Endogenous salicylic acid (SA) functions in plant response to an aluminum stress were assessed. We used different Arabidopsis thaliana genotypes including snc1 with a constitutively high content of SA, sid2 and nahG (transgenic lines) both with a low content of SA, SA insensitive mutant npr1-1, and snc1/nahG (i.e., the nahG expression in the snc1 background) with a similar SA content as in wild type (WT) plants. Results show that the snc1 plants displayed obvious growth retardation of roots and shoots under the Al3+ stress, whereas the sid2, nahG, and npr1-1 plants exhibited alleviated symptoms in comparison with the WT plants. The Al3+ content increased in all the tested genotypes with the increasing AlCl3 concentration applied, but no significant variations were detected among the tested genotypes. The snc1 had much higher superoxide dismutase and peroxidase activities, and a lower catalase activity and the ratio of reduced to oxidized glutathione accompanied by higher accumulations of H2O2 and malondialdehyde compared with the WT plants. These changes were largely reversed by the introduction of nahG; the sid2, nahG, and npr1-1 plants were less affected than WT plants in all the above-mentioned parameters.

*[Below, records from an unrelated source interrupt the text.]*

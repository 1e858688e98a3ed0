//! CLI commands

pub mod publish;

pub use publish::PublishCommand;
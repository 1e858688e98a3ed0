//! Publish command - upload an artifact to AppGallery Connect

use std::path::PathBuf;

use clap::Args;
use console::style;
use tracing::info;

use baikonur_stores::appgallery::{publish, AppGallery};
use baikonur_stores::{
    parse_submit_flag, Credentials, FileExtension, PublishConfig, SubmissionOutcome,
};

use crate::cli::ci_output::CiOutput;
use crate::cli::{output, Cli, OutputFormat};

/// Publish a build artifact to AppGallery Connect
///
/// All inputs can come from flags or from the environment, matching the
/// contract of the AppGallery publish workflow step. Results are surfaced
/// back to the CI host as `upload_status`, `appgallery_console_url` and
/// `errorMessage` outputs.
#[derive(Debug, Args)]
pub struct PublishCommand {
    /// AppGallery Connect API client ID
    #[arg(long, env = "HUAWEI_CLIENT_ID")]
    pub client_id: String,

    /// AppGallery Connect API client key
    #[arg(long, env = "HUAWEI_CLIENT_KEY", hide_env_values = true)]
    pub client_key: String,

    /// AppGallery app ID
    #[arg(long, env = "HUAWEI_APP_ID")]
    pub app_id: String,

    /// Artifact extension (apk, rpk, pdf, jpg, jpeg, png, bmp, mp4, mov, aab)
    #[arg(long, env = "HUAWEI_FILE_EXTENSION")]
    pub file_extension: FileExtension,

    /// Path to the artifact to upload
    #[arg(long, env = "HUAWEI_FILE_PATH")]
    pub file_path: PathBuf,

    /// File name to register (without extension)
    #[arg(long, env = "HUAWEI_FILE_NAME")]
    pub file_name: String,

    /// Submit for review after upload ("true", "1" or "yes" to opt in)
    #[arg(long, env = "HUAWEI_SUBMIT", default_value = "false")]
    pub submit: String,

    /// Override the Connect API base endpoint
    #[arg(long, hide = true, env = "HUAWEI_API_BASE")]
    pub api_base: Option<String>,
}

impl PublishCommand {
    pub fn execute(&self, cli: &Cli) -> anyhow::Result<()> {
        info!(app_id = %self.app_id, "executing publish command");
        let runtime = tokio::runtime::Runtime::new()?;
        runtime.block_on(self.execute_async(cli))
    }

    async fn execute_async(&self, cli: &Cli) -> anyhow::Result<()> {
        let config = PublishConfig {
            credentials: Credentials {
                client_id: self.client_id.clone(),
                client_secret: self.client_key.clone(),
            },
            app_id: self.app_id.clone(),
            file_extension: self.file_extension,
            file_path: self.file_path.clone(),
            file_name: self.file_name.clone(),
            submit: parse_submit_flag(&self.submit),
        };

        let client = match self.api_base {
            Some(ref base) => AppGallery::with_base_url(base.clone()),
            None => AppGallery::new(),
        };

        if !cli.quiet && cli.format == OutputFormat::Text {
            println!();
            println!("{}", style("Publishing to AppGallery Connect...").bold());
            println!("{}", output::key_value("App", &self.app_id));
            println!(
                "{}",
                output::key_value("File", &self.file_path.display().to_string())
            );
            if config.submit {
                output::info("Will submit for review after upload");
            }
            println!();
        }

        let outputs = CiOutput::from_env();

        match publish(&client, &config).await {
            Ok(publication) => {
                outputs.set("upload_status", "success")?;
                outputs.set("appgallery_console_url", publication.console_url)?;

                if cli.format == OutputFormat::Json {
                    println!("{}", serde_json::to_string_pretty(&publication)?);
                } else if !cli.quiet {
                    output::success("Upload completed!");
                    println!("{}", output::key_value("File", &publication.file.file_name));
                    println!(
                        "{}",
                        output::key_value(
                            "Size",
                            &format!("{} bytes", publication.file.size_bytes)
                        )
                    );
                    println!("{}", output::key_value("Console", publication.console_url));
                    match publication.submission {
                        SubmissionOutcome::Submitted => {
                            output::success("Submitted for review");
                        }
                        SubmissionOutcome::Pending => {
                            output::warning(
                                "Package still compiling, submit again from the console in a few minutes",
                            );
                        }
                        SubmissionOutcome::NotRequested => {}
                    }
                }

                Ok(())
            }
            Err(err) => {
                let message = err.to_string();
                outputs.set("upload_status", "failed")?;
                outputs.set("errorMessage", &message)?;
                Err(err.into())
            }
        }
    }
}
//! End-to-end publish workflow tests against a mocked Connect API
//!
//! Covers the happy path plus every short-circuit: auth failure,
//! payload-level upload rejection, registration rejection, and the
//! transient-compile submission case.

use std::io::Write;

use tempfile::NamedTempFile;
use wiremock::matchers::{header, method, path, query_param};
use wiremock::{Mock, MockServer, ResponseTemplate};

use baikonur_stores::appgallery::{publish, AppGallery};
use baikonur_stores::{
    Credentials, FileExtension, PublishConfig, StoreError, SubmissionOutcome,
    APPGALLERY_CONSOLE_URL, TRANSIENT_COMPILE_MESSAGE,
};

fn test_config(artifact: &NamedTempFile, submit: bool) -> PublishConfig {
    PublishConfig {
        credentials: Credentials {
            client_id: "client-001".to_string(),
            client_secret: "secret-001".to_string(),
        },
        app_id: "100".to_string(),
        file_extension: FileExtension::Apk,
        file_path: artifact.path().to_path_buf(),
        file_name: "release".to_string(),
        submit,
    }
}

fn test_artifact() -> NamedTempFile {
    let mut file = NamedTempFile::new().expect("temp artifact");
    file.write_all(b"binary-bytes").expect("write artifact");
    file
}

async fn mount_token(server: &MockServer) {
    Mock::given(method("POST"))
        .and(path("/oauth2/v1/token"))
        .respond_with(ResponseTemplate::new(200).set_body_json(serde_json::json!({
            "access_token": "token-001",
            "expires_in": 172800
        })))
        .mount(server)
        .await;
}

async fn mount_upload_url(server: &MockServer) {
    Mock::given(method("GET"))
        .and(path("/publish/v2/upload-url"))
        .and(query_param("appId", "100"))
        .and(query_param("suffix", "apk"))
        .and(header("client_id", "client-001"))
        .and(header("Authorization", "Bearer token-001"))
        .respond_with(ResponseTemplate::new(200).set_body_json(serde_json::json!({
            "uploadUrl": format!("{}/upload/binary", server.uri()),
            "authCode": "auth-code-001"
        })))
        .mount(server)
        .await;
}

async fn mount_upload(server: &MockServer, if_success: i64) {
    Mock::given(method("POST"))
        .and(path("/upload/binary"))
        .respond_with(ResponseTemplate::new(200).set_body_json(serde_json::json!({
            "result": {
                "UploadFileRsp": {
                    "ifSuccess": if_success,
                    "fileInfoList": [{
                        "fileDestUlr": "https://cdn.example.com/release.apk",
                        "size": 12
                    }]
                }
            }
        })))
        .mount(server)
        .await;
}

async fn mount_file_info(server: &MockServer, msg: &str) {
    Mock::given(method("PUT"))
        .and(path("/publish/v2/app-file-info"))
        .and(query_param("appId", "100"))
        .respond_with(ResponseTemplate::new(200).set_body_json(serde_json::json!({
            "ret": { "code": 0, "msg": msg }
        })))
        .mount(server)
        .await;
}

async fn mount_submit(server: &MockServer, msg: &str) {
    Mock::given(method("POST"))
        .and(path("/publish/v2/app-submit"))
        .and(query_param("appId", "100"))
        .respond_with(ResponseTemplate::new(200).set_body_json(serde_json::json!({
            "ret": { "code": 0, "msg": msg }
        })))
        .mount(server)
        .await;
}

/// Mounts a mock asserting the given endpoint is never reached.
async fn mount_never(server: &MockServer, http_method: &str, endpoint: &str) {
    Mock::given(method(http_method))
        .and(path(endpoint))
        .respond_with(ResponseTemplate::new(500))
        .expect(0)
        .mount(server)
        .await;
}

#[tokio::test]
async fn publish_without_submit_succeeds() {
    let server = MockServer::start().await;
    mount_token(&server).await;
    mount_upload_url(&server).await;
    mount_upload(&server, 1).await;
    mount_file_info(&server, "success").await;
    mount_never(&server, "POST", "/publish/v2/app-submit").await;

    let artifact = test_artifact();
    let client = AppGallery::with_base_url(server.uri());

    let publication = publish(&client, &test_config(&artifact, false))
        .await
        .expect("publish failed");

    assert_eq!(publication.console_url, APPGALLERY_CONSOLE_URL);
    assert_eq!(publication.submission, SubmissionOutcome::NotRequested);
    assert_eq!(publication.file.file_name, "release.apk");
    assert_eq!(publication.file.size_bytes, 12);
    assert_eq!(
        publication.file.dest_url,
        "https://cdn.example.com/release.apk"
    );
}

#[tokio::test]
async fn publish_with_submit_succeeds() {
    let server = MockServer::start().await;
    mount_token(&server).await;
    mount_upload_url(&server).await;
    mount_upload(&server, 1).await;
    mount_file_info(&server, "success").await;
    mount_submit(&server, "success").await;

    let artifact = test_artifact();
    let client = AppGallery::with_base_url(server.uri());

    let publication = publish(&client, &test_config(&artifact, true))
        .await
        .expect("publish failed");

    assert_eq!(publication.submission, SubmissionOutcome::Submitted);
    assert_eq!(publication.console_url, APPGALLERY_CONSOLE_URL);
}

#[tokio::test]
async fn auth_failure_short_circuits() {
    let server = MockServer::start().await;
    Mock::given(method("POST"))
        .and(path("/oauth2/v1/token"))
        .respond_with(ResponseTemplate::new(401).set_body_json(serde_json::json!({
            "error": "invalid_client"
        })))
        .mount(&server)
        .await;
    mount_never(&server, "GET", "/publish/v2/upload-url").await;
    mount_never(&server, "POST", "/upload/binary").await;
    mount_never(&server, "PUT", "/publish/v2/app-file-info").await;

    let artifact = test_artifact();
    let client = AppGallery::with_base_url(server.uri());

    let err = publish(&client, &test_config(&artifact, true))
        .await
        .expect_err("expected auth failure");

    assert!(matches!(err, StoreError::AuthenticationFailed(_)));
}

#[tokio::test]
async fn missing_access_token_fails_closed() {
    let server = MockServer::start().await;
    Mock::given(method("POST"))
        .and(path("/oauth2/v1/token"))
        .respond_with(ResponseTemplate::new(200).set_body_json(serde_json::json!({
            "expires_in": 172800
        })))
        .mount(&server)
        .await;
    mount_never(&server, "GET", "/publish/v2/upload-url").await;

    let artifact = test_artifact();
    let client = AppGallery::with_base_url(server.uri());

    let err = publish(&client, &test_config(&artifact, false))
        .await
        .expect_err("expected parse failure");

    assert!(matches!(err, StoreError::MalformedResponse { .. }));
}

#[tokio::test]
async fn upload_rejected_despite_http_200() {
    let server = MockServer::start().await;
    mount_token(&server).await;
    mount_upload_url(&server).await;
    mount_upload(&server, 0).await;
    mount_never(&server, "PUT", "/publish/v2/app-file-info").await;
    mount_never(&server, "POST", "/publish/v2/app-submit").await;

    let artifact = test_artifact();
    let client = AppGallery::with_base_url(server.uri());

    let err = publish(&client, &test_config(&artifact, true))
        .await
        .expect_err("expected upload rejection");

    assert!(matches!(err, StoreError::UploadRejected(0)));
}

#[tokio::test]
async fn registration_rejection_blocks_submission() {
    let server = MockServer::start().await;
    mount_token(&server).await;
    mount_upload_url(&server).await;
    mount_upload(&server, 1).await;
    mount_file_info(&server, "app not in updatable state").await;
    mount_never(&server, "POST", "/publish/v2/app-submit").await;

    let artifact = test_artifact();
    let client = AppGallery::with_base_url(server.uri());

    let err = publish(&client, &test_config(&artifact, true))
        .await
        .expect_err("expected registration rejection");

    match err {
        StoreError::RegistrationRejected(msg) => {
            assert_eq!(msg, "app not in updatable state");
        }
        other => panic!("unexpected error: {other}"),
    }
}

#[tokio::test]
async fn transient_compile_message_stays_success() {
    let server = MockServer::start().await;
    mount_token(&server).await;
    mount_upload_url(&server).await;
    mount_upload(&server, 1).await;
    mount_file_info(&server, "success").await;
    mount_submit(&server, TRANSIENT_COMPILE_MESSAGE).await;

    let artifact = test_artifact();
    let client = AppGallery::with_base_url(server.uri());

    let publication = publish(&client, &test_config(&artifact, true))
        .await
        .expect("transient compile message should not fail the run");

    assert_eq!(publication.submission, SubmissionOutcome::Pending);
    assert_eq!(publication.console_url, APPGALLERY_CONSOLE_URL);
}

#[tokio::test]
async fn other_submission_message_is_fatal() {
    let server = MockServer::start().await;
    mount_token(&server).await;
    mount_upload_url(&server).await;
    mount_upload(&server, 1).await;
    mount_file_info(&server, "success").await;
    mount_submit(&server, "app has unresolved review comments").await;

    let artifact = test_artifact();
    let client = AppGallery::with_base_url(server.uri());

    let err = publish(&client, &test_config(&artifact, true))
        .await
        .expect_err("expected submission rejection");

    match err {
        StoreError::SubmissionRejected(msg) => {
            assert_eq!(msg, "app has unresolved review comments");
        }
        other => panic!("unexpected error: {other}"),
    }
}

#[tokio::test]
async fn missing_artifact_fails_before_any_call() {
    let server = MockServer::start().await;
    mount_never(&server, "POST", "/oauth2/v1/token").await;

    let artifact = test_artifact();
    let mut config = test_config(&artifact, false);
    config.file_path = std::path::PathBuf::from("/nonexistent/release.apk");

    let client = AppGallery::with_base_url(server.uri());
    let err = publish(&client, &config)
        .await
        .expect_err("expected missing artifact error");

    assert!(matches!(err, StoreError::InvalidArtifact(_)));
}
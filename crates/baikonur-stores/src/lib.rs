//! AppGallery Connect upload adapter for Baikonur
//!
//! Publishes a build artifact to Huawei AppGallery Connect from CI:
//! authenticate, obtain an upload URL, stream the binary, register the
//! file metadata, and optionally submit the release for review.
//!
//! ## Usage
//!
//! ```ignore
//! use baikonur_stores::appgallery::{publish, AppGallery};
//!
//! let client = AppGallery::new();
//! let publication = publish(&client, &config).await?;
//! println!("{}", publication.console_url);
//! ```

pub mod appgallery;
pub mod error;
pub mod types;

pub use error::StoreError;
pub use types::*;
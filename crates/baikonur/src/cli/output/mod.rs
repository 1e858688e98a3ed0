//! Output formatting utilities

use console::style;

/// Print a success message
pub fn success(message: &str) {
    println!("{} {}", style("✓").green().bold(), message);
}

/// Print an error message
pub fn error(message: &str) {
    eprintln!("{} {}", style("✗").red().bold(), message);
}

/// Print a warning message
pub fn warning(message: &str) {
    println!("{} {}", style("!").yellow().bold(), message);
}

/// Print an info message
pub fn info(message: &str) {
    println!("{} {}", style("→").blue(), message);
}

/// Create a styled key-value line
pub fn key_value(key: &str, value: &str) -> String {
    format!("  {}: {}", style(key).dim(), value)
}

#[cfg(test)]
mod tests {
    use super::*;

    #[test]
    fn test_key_value_formats_indented_pair() {
        let line = key_value("Console", "https://example.com");
        assert!(line.starts_with("  "));
        assert!(line.contains("Console"));
        assert!(line.ends_with(": https://example.com"));
    }
}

The Al3+ stress significantly enhanced malate exudation in all the tested genotypes, but no significant correlation was observed between the SA-involved response to the Al3+ stress and the malate exudation. Based on these data, it was concluded that the SA-related functions in Arabidopsis response to the Al3+ stress were associated with the control of oxidative stress, but not of malate exudation.